Днем в соборе был прием депутаций (57). Это уже не церковноприходские делегаты, а представители "мирских" общественных организаций — благотворительных, просветительных и проч. Владыка, сияющий, торжественный, нарядный, в лиловой шелковой рясе, в ленте святого Саввы, при звездах святой Анны и святого Владимира… Поздравления и адреса, адреса и поздравления в течение двух часов… И не только юбилейные приветствия с излиянием чувств благодарности, преданности, почитания юбиляра, но и оценка культурной и общественной работы в епархии за долгие годы эмиграции.
Под сенью Церкви русские люди на чужбине усердно трудились, охраняя и организуя — материально и духовно — свое существование.
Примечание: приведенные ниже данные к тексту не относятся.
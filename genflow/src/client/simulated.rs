//! In-process backend for offline runs and tests.
//!
//! Every status fetch advances a job's progress by a fixed step and stamps
//! the snapshot one second after the previous one, so consumers see a
//! deterministic, strictly ordered sequence ending in `succeeded` (or
//! `failed`, when a failure point is configured).

use std::collections::HashMap;
use std::sync::atomic::{AtomicU64, AtomicUsize, Ordering};
use std::sync::Mutex;

use chrono::{DateTime, Duration as ChronoDuration, Utc};
use serde_json::json;

use super::error::JobClientError;
use super::traits::JobClient;
use crate::job::{
    JobArtifact, JobId, JobRequest, LifecycleState, PhaseReport, PhaseReportStatus,
    StatusSnapshot, SubmitReceipt,
};
use crate::phase::PhaseTable;

/// Default progress added per status fetch.
pub const DEFAULT_SIMULATED_STEP: i32 = 15;

#[derive(Debug)]
struct SimulatedJob {
    request: JobRequest,
    progress: i32,
    state: LifecycleState,
    created_at: DateTime<Utc>,
    version: i64,
}

/// A [`JobClient`] that runs jobs entirely in memory.
pub struct SimulatedJobClient {
    jobs: Mutex<HashMap<JobId, SimulatedJob>>,
    table: PhaseTable,
    step: i32,
    failure: Option<(i32, String)>,
    next_id: AtomicU64,
    status_calls: AtomicUsize,
    result_calls: AtomicUsize,
}

impl Default for SimulatedJobClient {
    fn default() -> Self {
        Self::new()
    }
}

impl SimulatedJobClient {
    pub fn new() -> Self {
        Self {
            jobs: Mutex::new(HashMap::new()),
            table: PhaseTable::content_pipeline(),
            step: DEFAULT_SIMULATED_STEP,
            failure: None,
            next_id: AtomicU64::new(1),
            status_calls: AtomicUsize::new(0),
            result_calls: AtomicUsize::new(0),
        }
    }

    /// Progress added per status fetch (at least 1).
    pub fn with_step(mut self, step: i32) -> Self {
        self.step = step.max(1);
        self
    }

    /// Fail every job once its progress reaches `at_progress`.
    pub fn with_failure(mut self, at_progress: i32, message: impl Into<String>) -> Self {
        self.failure = Some((at_progress, message.into()));
        self
    }

    /// Register a running job under a caller-chosen id.
    pub fn insert_job(&self, job_id: JobId, request: JobRequest) {
        let job = SimulatedJob {
            request,
            progress: 0,
            state: LifecycleState::Queued,
            created_at: Utc::now(),
            version: 0,
        };
        self.lock_jobs().insert(job_id, job);
    }

    /// Number of `fetch_status` calls served.
    pub fn status_calls(&self) -> usize {
        self.status_calls.load(Ordering::SeqCst)
    }

    /// Number of `fetch_result` calls served.
    pub fn result_calls(&self) -> usize {
        self.result_calls.load(Ordering::SeqCst)
    }

    fn lock_jobs(&self) -> std::sync::MutexGuard<'_, HashMap<JobId, SimulatedJob>> {
        // A poisoned map only means a panicking test thread; the data is still usable.
        self.jobs.lock().unwrap_or_else(|e| e.into_inner())
    }

    fn advance(&self, job: &mut SimulatedJob) {
        if job.state.is_terminal() {
            return;
        }

        job.version += 1;
        job.progress = (job.progress + self.step).min(100);
        job.state = LifecycleState::Running;

        if let Some((at, _)) = &self.failure {
            if job.progress >= *at {
                job.progress = *at;
                job.state = LifecycleState::Failed;
                return;
            }
        }
        if job.progress >= 100 {
            job.state = LifecycleState::Succeeded;
        }
    }

    fn snapshot_of(&self, job_id: &JobId, job: &SimulatedJob) -> StatusSnapshot {
        let mut snapshot = StatusSnapshot::new(job_id.clone(), job.state, job.progress);
        snapshot.created_at = Some(job.created_at);
        snapshot.updated_at = Some(job.created_at + ChronoDuration::seconds(job.version));

        if let Some(phase) = self.table.phase_at(job.progress) {
            snapshot.current_phase_label = Some(phase.title.clone());
        }

        for phase in self.table.phases() {
            if job.progress >= i32::from(phase.end) {
                let report = PhaseReport {
                    status: Some(PhaseReportStatus::Done),
                    progress: Some(100),
                    payload: Some(phase_payload(&phase.key, &job.request)),
                    log_message: Some(format!("{} complete", phase.title)),
                };
                snapshot = snapshot.with_phase_report(phase.key.clone(), report);
            }
        }

        if job.state == LifecycleState::Failed {
            if let Some((_, message)) = &self.failure {
                snapshot.error_message = Some(message.clone());
            }
        }
        snapshot
    }
}

impl JobClient for SimulatedJobClient {
    async fn submit(&self, request: &JobRequest) -> Result<SubmitReceipt, JobClientError> {
        if request.topic.trim().is_empty() {
            return Err(JobClientError::Validation("topic must not be empty".to_string()));
        }

        let job_id = JobId::new(format!(
            "sim-{}",
            self.next_id.fetch_add(1, Ordering::SeqCst)
        ));
        self.insert_job(job_id.clone(), request.clone());

        tracing::debug!(job_id = %job_id, topic = %request.topic, "Simulated job submitted");
        Ok(SubmitReceipt {
            job_id,
            initial_state: LifecycleState::Queued,
        })
    }

    async fn fetch_status(&self, job_id: &JobId) -> Result<StatusSnapshot, JobClientError> {
        self.status_calls.fetch_add(1, Ordering::SeqCst);

        let mut jobs = self.lock_jobs();
        let job = jobs
            .get_mut(job_id)
            .ok_or_else(|| JobClientError::NotFound(job_id.clone()))?;
        self.advance(job);
        Ok(self.snapshot_of(job_id, job))
    }

    async fn fetch_result(&self, job_id: &JobId) -> Result<JobArtifact, JobClientError> {
        self.result_calls.fetch_add(1, Ordering::SeqCst);

        let jobs = self.lock_jobs();
        let job = jobs
            .get(job_id)
            .ok_or_else(|| JobClientError::NotFound(job_id.clone()))?;
        if job.state != LifecycleState::Succeeded {
            return Err(JobClientError::NotReady(job_id.clone()));
        }

        let content = json!({
            "title": job.request.topic,
            "keywords": phase_payload("keyword_research", &job.request),
            "sections": [
                {"heading": "Introduction", "body": format!("An introduction to {}.", job.request.topic)},
                {"heading": "Details", "body": format!("A closer look at {}.", job.request.topic)},
            ],
            "images": [format!("https://images.invalid/{job_id}/cover.png")],
        });
        Ok(JobArtifact {
            job_id: job_id.clone(),
            content,
        })
    }
}

fn phase_payload(key: &str, request: &JobRequest) -> serde_json::Value {
    match key {
        "keyword_research" => {
            let mut keywords = request.keywords.clone();
            keywords.push(request.topic.to_lowercase());
            json!(keywords)
        }
        "content_outline" => json!(["Introduction", "Details"]),
        _ => json!({ "phase": key }),
    }
}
Кроме неутомимого созидания церквей и устроения приходских объединений они посвящали свою инициативу и энергию заботам о всестороннем просвещении, о материальных и культурных потребностях, об охране русской науки, искусства, родной речи и быта… Богословский Институт, Политехникум, Консерватория, среднеучебные заведения, профессиональные и культурные объединения, детские приюты и летние колонии, убежища для престарелых, санатории и амбулатории, благотворительные женские кружки и просветительные содружества молодежи… — всего не перечислить. Церковь, в лице своего главы, Митрополита, будучи центром эмигрантской жизни, одобряла и благословляла это общее дело.
Юбилей Владыки, столь торжественно и столь осмысленно отпразднованный, показал, что у эмиграции есть сознание своего единства, своего пути и предназначенного ей долга. И тридцатипятилетие архипастырского служения Митрополита превратилось, для всех неожиданно, в светлое празднование творческого соборного труда, преодолевающего зыбкость эмигрантского существования…
После многолюдного, многоречивого дневного торжества наступил тихий вечер. И вечер необыкновенный: его ознаменовало великолепное северное сияние… Над Францией оно было такой силы света, какого не запомнят после подобного же небесного явления в начале столетия. В других странах Европы оно наблюдалось тоже. Но в Австрии и на Балканах его величественная красота казалась зловещим предзнаменованием: небеса пылали кровавым огненным заревом… Население в городах в панике высыпало на площади, на улицы, и коленопреклоненно молилось о предотвращении гнева Божия… (так это событие описывали потом газеты).
На другой день кто-то из друзей сказал Владыке:
— Вы встали на защиту свободы богословских исканий в полемике по поводу учения о Софии, а вчера природа северным сиянием произнесла свое таинственное "слово"…
Владыка отнесся к напоминанию с мягкой иронией:
— Спаси, Господи, спаси, Господи, но только и не понять, что это "слово" означает…
1939 год проходит для Владыки под знаком болезни. "Приболезновал" он уже давно, но с этого года он начинает болеть часто и разными серьезными недугами. Среди них для него самый мучительный и морально тяжкий — глухота. Она затрудняет общение с людьми, лишает оживленных бесед, терзает нервы той особой разъединенностью с миром, которую знают все глухие. Особенно сказывается эта утрата нормального слуха во время богослужений. Владыка плохо слышит возгласы сослужащего ему духовенства, не различает тона песнопений, не отдает себе отчета в силе звука собственного голоса, и его когда-то прекрасное, благозвучное служение становится все более и более тягостно дисгармоничным.
Владыка не только плохо слышит, но в течение этого года ему случилось, в дни обострения своего недуга, буквально ничего не слышать.
Когда однажды, войдя в храм, я с изумлением спросил, почему в переполненной народом церкви гробовая тишина, и мне объяснили, что служба идет своим чередом, для меня это был такой нервный шок, что я едва устоял на ногах, и до сих пор, через полгода, я чувствую последствия этого нервного потрясения… — откровенно поведал Владыка.
С этого года он начинает ощущать свою инвалидность, свою слабость, беспомощность старости — и приближение конца… "Senectus ipsa morbus est" [256], — со вздохом повторяет он.
Тяжкие его недуги и общее болезненное состояние заставляют с этими печальными явлениями считаться: посетители Владыки боятся его волновать, утомлять, стараются его не раздражать, не прекословить… а если это по неосмотрительности и случается, то потом оказывается, что они были виновниками тягостной ночи или тревожных сердечных явлений.
Некоторые его духовные чада постепенно перестают у него исповедоваться: одни — чтобы его собою не утомлять, другие — чтобы избежать смущающей на исповеди глухоты… Утрату пастырского общения с некоторыми любимыми духовными детьми Владыка воспринимает со скорбью.